Ratings agency S&P Global sees GCC corporate and infrastructure firms standing strong this year despite “soft global economic growth,” surging interest rates, and geopolitical risks in the region, S&P Global Ratings said in its latest GCC Corporate And Infrastructure Outlook 2024 report. The report looks at how S&P feels about the companies it rates across the GCC.

Driving the optimism: S&P Global says many companies will benefit from a cushion provided by strong operating performances since last year. It likes the prospects this year for non-oil, oil and gas, and chemicals players alike. Companies are, on the whole, underleveraged, giving them more room to adapt to changing circumstances — a good sign when many will need headroom to invest in capex programs to grow or short-up their businesses.

Refinancing risk is low: As much as 80% of the debt maturing this year is with “highly-rated government-related entities,” it says.

The EBITDA benchmark: S&P sees operating profitability in the 5-10% range in aggregate for GCC companies through this year and net.

Look for non-oil GDP growth to clock in at a bit under 5% in the Kingdom and UAEon the back of ongoing economic diversification drives and population growth across the GCC, the ratings agency said. It sees non-oil sectors benefiting from a public spending spree and consumer spending growth.

Some pundits see it even lower: Fitch Ratings sees momentum for non-oil GDP in the GCC decelerating to grow at a 3.7% clip this year, slightly down from the 4.2% it penciled in for 2023. The Kingdom’s plan to pace out the implementation of some of its mega projects factors into the revised projection.

REMEMBER- The Kingdom sees non-oil GDP growth coming in at 4.5-5.0% this year, said Economy and Planning Minister Faisal Alibrahim at the WEF in Davos earlier this year.
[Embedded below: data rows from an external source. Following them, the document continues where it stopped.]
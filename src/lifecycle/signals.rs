//! OS signal handling.

/// Resolve on Ctrl+C. If the handler cannot be installed, never resolve.
pub async fn ctrl_c() {
    match tokio::signal::ctrl_c().await {
        Ok(()) => tracing::info!("Shutdown signal received"),
        Err(e) => {
            tracing::error!(error = %e, "Failed to install Ctrl+C handler");
            std::future::pending::<()>().await;
        }
    }
}
use serde::{Deserialize, Serialize};

/// Job posting as seen by the matcher
#[derive(Debug, Clone, Serialize, Deserialize)]
pub struct JobPosting {
    pub id: String,
    #[serde(default)]
    pub title: String,
    #[serde(default)]
    pub tags: Vec<String>,
    #[serde(rename = "companyId")]
    pub company_id: String,
    #[serde(rename = "companyName", default)]
    pub company_name: Option<String>,
}

impl JobPosting {
    /// Company name for notification copy, falling back to a generic label
    pub fn company_label(&self) -> &str {
        self.company_name.as_deref().unwrap_or("Company")
    }
}

/// Student profile with interests and notification preference
#[derive(Debug, Clone, Serialize, Deserialize)]
pub struct Seeker {
    pub id: String,
    #[serde(default)]
    pub name: Option<String>,
    #[serde(rename = "interestTags", default)]
    pub interest_tags: Vec<String>,
    #[serde(rename = "notifyImmediately", default)]
    pub notify_immediately: bool,
    #[serde(rename = "pushToken", default)]
    pub push_token: Option<String>,
}

/// A seeker selected by the matcher, with the job tags that overlapped
#[derive(Debug, Clone, PartialEq, Eq, Serialize, Deserialize)]
pub struct SeekerMatch {
    #[serde(rename = "seekerId")]
    pub seeker_id: String,
    #[serde(rename = "sharedTags")]
    pub shared_tags: Vec<String>,
    #[serde(rename = "pushToken", skip_serializing_if = "Option::is_none")]
    pub push_token: Option<String>,
}

/// Delivery state of a notification log row
#[derive(Debug, Clone, Copy, PartialEq, Eq, Serialize, Deserialize)]
#[serde(rename_all = "lowercase")]
pub enum DeliveryStatus {
    Pending,
    Sent,
    Failed,
}

/// One row per matched seeker, written best-effort after matching
#[derive(Debug, Clone, Serialize, Deserialize)]
pub struct NotificationLog {
    #[serde(rename = "student_id")]
    pub seeker_id: String,
    pub job_id: String,
    pub notification_type: String,
    #[serde(rename = "sent_at")]
    pub matched_at: chrono::DateTime<chrono::Utc>,
    pub delivery_method: String,
    #[serde(rename = "status")]
    pub delivery_status: DeliveryStatus,
}

impl NotificationLog {
    /// Build a pending job-match entry
    pub fn job_match(seeker_id: &str, job_id: &str) -> Self {
        Self {
            seeker_id: seeker_id.to_string(),
            job_id: job_id.to_string(),
            notification_type: "job_match".to_string(),
            matched_at: chrono::Utc::now(),
            delivery_method: "push".to_string(),
            delivery_status: DeliveryStatus::Pending,
        }
    }
}

/// Push notification payload
#[derive(Debug, Clone, Serialize, Deserialize)]
pub struct PushMessage {
    pub to: String,
    pub title: String,
    pub body: String,
    pub data: serde_json::Value,
}

impl PushMessage {
    /// "New Job Match!" message for a seeker
    pub fn job_match(push_token: &str, job: &JobPosting) -> Self {
        Self {
            to: push_token.to_string(),
            title: "New Job Match!".to_string(),
            body: format!(
                "{} at {} matches your interests",
                job.title,
                job.company_label()
            ),
            data: serde_json::json!({ "jobId": job.id, "type": "job_match" }),
        }
    }
}
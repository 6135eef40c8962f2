// Core algorithm exports
pub mod filters;
pub mod matcher;
pub mod notifier;

pub use filters::{is_eligible_seeker, job_has_tags, normalize_tags, shared_tags, tags_overlap};
pub use matcher::{InterestMatcher, MatchResult};
pub use notifier::{spawn_notify, NotifyError, NotifyOptions, NotifyOutcome, Notifier};
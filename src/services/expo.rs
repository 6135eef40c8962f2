use crate::models::PushMessage;
use crate::services::store::{PushSender, StoreError};
use async_trait::async_trait;
use reqwest::Client;
use serde::{Deserialize, Serialize};
use std::time::Duration;
use thiserror::Error;

const EXPO_PUSH_URL: &str = "https://exp.host/--/api/v2/push/send";

/// Errors from the Expo push API
#[derive(Debug, Error)]
pub enum PushError {
    #[error("HTTP request failed: {0}")]
    RequestError(#[from] reqwest::Error),

    #[error("Expo push API error {0}: {1}")]
    ApiError(u16, String),

    #[error("Expo ticket error: {0}")]
    TicketError(String),
}

impl From<PushError> for StoreError {
    fn from(err: PushError) -> Self {
        StoreError::Unavailable(err.to_string())
    }
}

#[derive(Debug, Serialize)]
struct ExpoMessage<'a> {
    to: &'a str,
    title: &'a str,
    body: &'a str,
    data: &'a serde_json::Value,
    sound: &'static str,
}

#[derive(Debug, Deserialize)]
struct ExpoResponse {
    data: ExpoTicket,
}

#[derive(Debug, Deserialize)]
struct ExpoTicket {
    status: String,
    #[serde(default)]
    message: Option<String>,
}

/// Expo push notification client
pub struct ExpoClient {
    client: Client,
    endpoint: String,
    access_token: Option<String>,
}

impl ExpoClient {
    pub fn new(access_token: Option<String>) -> Result<Self, PushError> {
        Self::with_endpoint(EXPO_PUSH_URL.to_string(), access_token)
    }

    /// Point the client at a different push endpoint
    pub fn with_endpoint(endpoint: String, access_token: Option<String>) -> Result<Self, PushError> {
        let client = Client::builder()
            .timeout(Duration::from_secs(10))
            .build()?;

        Ok(Self {
            client,
            endpoint,
            access_token,
        })
    }

    /// Send a push notification to an Expo push token
    pub async fn send_notification(&self, message: &PushMessage) -> Result<(), PushError> {
        let payload = ExpoMessage {
            to: &message.to,
            title: &message.title,
            body: &message.body,
            data: &message.data,
            sound: "default",
        };

        let mut request = self.client.post(&self.endpoint).json(&payload);

        // Access token raises rate limits
        if let Some(token) = &self.access_token {
            request = request.header("Authorization", format!("Bearer {}", token));
        }

        tracing::debug!("Sending Expo push notification to: {}", message.to);

        let response = request.send().await?;

        if !response.status().is_success() {
            let status = response.status().as_u16();
            let body = response.text().await.unwrap_or_default();
            tracing::error!("Expo push failed {}: {}", status, body);
            return Err(PushError::ApiError(status, body));
        }

        let expo_response: ExpoResponse = response.json().await?;

        if expo_response.data.status == "error" {
            let message = expo_response.data.message.unwrap_or_default();
            return Err(PushError::TicketError(message));
        }

        Ok(())
    }
}

#[async_trait]
impl PushSender for ExpoClient {
    async fn send(&self, message: &PushMessage) -> Result<(), StoreError> {
        Ok(self.send_notification(message).await?)
    }
}
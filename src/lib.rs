//! Bridge Notify - new-job interest matching for the Bridge job marketplace
//!
//! When an employer posts a job, this service selects the students whose
//! interests overlap the job's tags and fans out best-effort notification
//! logs and push messages to them.

pub mod config;
pub mod core;
pub mod models;
pub mod routes;
pub mod services;

// Re-export commonly used types
pub use self::core::{InterestMatcher, MatchResult, Notifier, NotifyError, NotifyOptions, NotifyOutcome};
pub use models::{JobPosting, Seeker, SeekerMatch, NotificationLog, NotifyJobRequest, NotifyJobResponse};

#[cfg(test)]
mod tests {
    use super::*;

    #[test]
    fn test_library_exports() {
        let job = JobPosting {
            id: "j".to_string(),
            title: String::new(),
            tags: vec![],
            company_id: "c".to_string(),
            company_name: None,
        };
        assert!(InterestMatcher::new().match_seekers(&job, &[]).is_empty());
    }
}
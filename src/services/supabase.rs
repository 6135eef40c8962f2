use crate::models::{JobPosting, NotificationLog, Seeker};
use crate::services::store::{JobStore, NotificationLogStore, SeekerStore, StoreError};
use async_trait::async_trait;
use reqwest::{Client, StatusCode};
use serde::Deserialize;
use std::time::Duration;
use thiserror::Error;

const JOB_SELECT: &str = "id,company_id,title,tags,companies(name,location)";
const PROFILE_SELECT: &str = "id,name,interests,daily_digest_enabled,push_token";

/// Errors that can occur when interacting with the Supabase REST API
#[derive(Debug, Error)]
pub enum SupabaseError {
    #[error("HTTP request failed: {0}")]
    RequestError(#[from] reqwest::Error),

    #[error("API returned error: {0}")]
    ApiError(String),

    #[error("Not found: {0}")]
    NotFound(String),

    #[error("Unauthorized: invalid service role key")]
    Unauthorized,

    #[error("Invalid response format: {0}")]
    InvalidResponse(String),
}

impl From<SupabaseError> for StoreError {
    fn from(err: SupabaseError) -> Self {
        match err {
            SupabaseError::NotFound(msg) => StoreError::NotFound(msg),
            SupabaseError::InvalidResponse(msg) => StoreError::InvalidResponse(msg),
            other => StoreError::Unavailable(other.to_string()),
        }
    }
}

/// Table names in the hosted database
#[derive(Debug, Clone)]
pub struct SupabaseTables {
    pub jobs: String,
    pub profiles: String,
    pub notification_logs: String,
}

impl Default for SupabaseTables {
    fn default() -> Self {
        Self {
            jobs: "jobs".to_string(),
            profiles: "profiles".to_string(),
            notification_logs: "notification_logs".to_string(),
        }
    }
}

#[derive(Debug, Deserialize)]
struct CompanyRow {
    name: Option<String>,
}

#[derive(Debug, Deserialize)]
struct JobRow {
    id: String,
    company_id: String,
    #[serde(default)]
    title: Option<String>,
    #[serde(default)]
    tags: Option<Vec<String>>,
    #[serde(default)]
    companies: Option<CompanyRow>,
}

impl From<JobRow> for JobPosting {
    fn from(row: JobRow) -> Self {
        JobPosting {
            id: row.id,
            title: row.title.unwrap_or_default(),
            tags: row.tags.unwrap_or_default(),
            company_id: row.company_id,
            company_name: row.companies.and_then(|c| c.name),
        }
    }
}

#[derive(Debug, Deserialize)]
struct ProfileRow {
    id: String,
    #[serde(default)]
    name: Option<String>,
    #[serde(default)]
    interests: Option<Vec<String>>,
    #[serde(default)]
    daily_digest_enabled: Option<bool>,
    #[serde(default)]
    push_token: Option<String>,
}

impl From<ProfileRow> for Seeker {
    fn from(row: ProfileRow) -> Self {
        Seeker {
            id: row.id,
            name: row.name,
            interest_tags: row.interests.unwrap_or_default(),
            notify_immediately: !row.daily_digest_enabled.unwrap_or(false),
            push_token: row.push_token.filter(|t| !t.is_empty()),
        }
    }
}

/// Supabase REST (PostgREST) client
///
/// Handles all communication with the hosted backend including:
/// - Fetching a job with its company
/// - Listing students who want immediate notifications
/// - Writing notification log rows
pub struct SupabaseClient {
    base_url: String,
    service_role_key: String,
    client: Client,
    tables: SupabaseTables,
}

impl SupabaseClient {
    /// Create a new Supabase client
    pub fn new(
        base_url: String,
        service_role_key: String,
        tables: SupabaseTables,
    ) -> Result<Self, SupabaseError> {
        let client = Client::builder()
            .timeout(Duration::from_secs(30))
            .build()?;

        Ok(Self {
            base_url,
            service_role_key,
            client,
            tables,
        })
    }

    fn table_url(&self, table: &str) -> String {
        format!("{}/rest/v1/{}", self.base_url.trim_end_matches('/'), table)
    }

    fn authorized(&self, request: reqwest::RequestBuilder) -> reqwest::RequestBuilder {
        request
            .header("apikey", &self.service_role_key)
            .header("Authorization", format!("Bearer {}", self.service_role_key))
    }

    async fn check_status(
        response: reqwest::Response,
        action: &str,
    ) -> Result<reqwest::Response, SupabaseError> {
        let status = response.status();
        if status.is_success() {
            return Ok(response);
        }
        if status == StatusCode::UNAUTHORIZED || status == StatusCode::FORBIDDEN {
            return Err(SupabaseError::Unauthorized);
        }

        let body = response
            .text()
            .await
            .unwrap_or_else(|_| "Unable to read body".to_string());
        tracing::error!("Supabase request to {} failed: {} - {}", action, status, body);
        Err(SupabaseError::ApiError(format!("Failed to {}: {}", action, status)))
    }

    /// Fetch a job by ID, joined with its company name
    pub async fn fetch_job(&self, job_id: &str) -> Result<JobPosting, SupabaseError> {
        let url = format!(
            "{}?id=eq.{}&select={}",
            self.table_url(&self.tables.jobs),
            urlencoding::encode(job_id),
            urlencoding::encode(JOB_SELECT)
        );

        tracing::debug!("Fetching job from: {}", url);

        let response = self.authorized(self.client.get(&url)).send().await?;
        let response = Self::check_status(response, "fetch job").await?;

        let rows: Vec<JobRow> = response
            .json()
            .await
            .map_err(|e| SupabaseError::InvalidResponse(format!("Failed to parse job: {}", e)))?;

        rows.into_iter()
            .next()
            .map(JobPosting::from)
            .ok_or_else(|| SupabaseError::NotFound(format!("Job {} not found", job_id)))
    }

    /// Fetch every student profile with immediate notifications enabled
    pub async fn fetch_notifiable_students(&self) -> Result<Vec<Seeker>, SupabaseError> {
        let url = format!(
            "{}?role=eq.student&daily_digest_enabled=eq.false&select={}",
            self.table_url(&self.tables.profiles),
            urlencoding::encode(PROFILE_SELECT)
        );

        let response = self.authorized(self.client.get(&url)).send().await?;
        let response = Self::check_status(response, "fetch students").await?;

        let rows: Vec<ProfileRow> = response.json().await.map_err(|e| {
            SupabaseError::InvalidResponse(format!("Failed to parse profiles: {}", e))
        })?;

        let seekers: Vec<Seeker> = rows.into_iter().map(Seeker::from).collect();

        tracing::debug!("Fetched {} notifiable students", seekers.len());

        Ok(seekers)
    }

    /// Insert one notification log row
    pub async fn insert_notification_log(&self, log: &NotificationLog) -> Result<(), SupabaseError> {
        let url = self.table_url(&self.tables.notification_logs);

        let response = self
            .authorized(self.client.post(&url))
            .header("Prefer", "return=minimal")
            .json(log)
            .send()
            .await?;
        Self::check_status(response, "insert notification log").await?;

        tracing::debug!("Logged notification: {} -> {}", log.seeker_id, log.job_id);

        Ok(())
    }
}

#[async_trait]
impl JobStore for SupabaseClient {
    async fn get_job(&self, job_id: &str) -> Result<JobPosting, StoreError> {
        Ok(self.fetch_job(job_id).await?)
    }
}

#[async_trait]
impl SeekerStore for SupabaseClient {
    async fn list_notifiable_seekers(&self) -> Result<Vec<Seeker>, StoreError> {
        Ok(self.fetch_notifiable_students().await?)
    }
}

#[async_trait]
impl NotificationLogStore for SupabaseClient {
    async fn record(&self, log: &NotificationLog) -> Result<(), StoreError> {
        Ok(self.insert_notification_log(log).await?)
    }
}
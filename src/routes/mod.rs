// Route exports
pub mod notify;

use actix_web::web;

pub fn configure_routes(cfg: &mut web::ServiceConfig) {
    cfg.service(
        web::scope("/api/v1")
            .configure(notify::configure),
    );
}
We’re bound to see more new businesses inflow: S&P Global Ratings expects to see more new businesses being set up here and in the UAE. It attributes the growth in new businesses to the Kingdom’s regional headquarters program, which went into effect on 1 January. It also sees a new premium residency visa scheme launched earlier this year to drive the creation of new businesses and new jobs. The regional HQs program, a cornerstone of Crown Prince Mohammed bin Salman’s economic diversification plan, sees foreign firms moving their regional HQs here or running the risk of losing out on government contracts

A booming M&A + IPO floor: The ratings agency expects GCC telecom operators to continue expanding into new markets after resuming acquisitions last year after several years of hiatus. It highlighted telecom operator stc’s acquisition of a 9.9% stake in Spain’s Telefonica and stc subsidiary Tawal agreeing to buy mobile tower infrastructure worth EUR 1.2 bn from United Group. It expects a “sustained IPO activity” this year with some of the companies announcing listings/potential listings on the main market and parallel market Nomu including: Avalon Pharma, Moderns Mills, Al Modawat Specialized Medical Hospital, Pan Gulf Marketing others.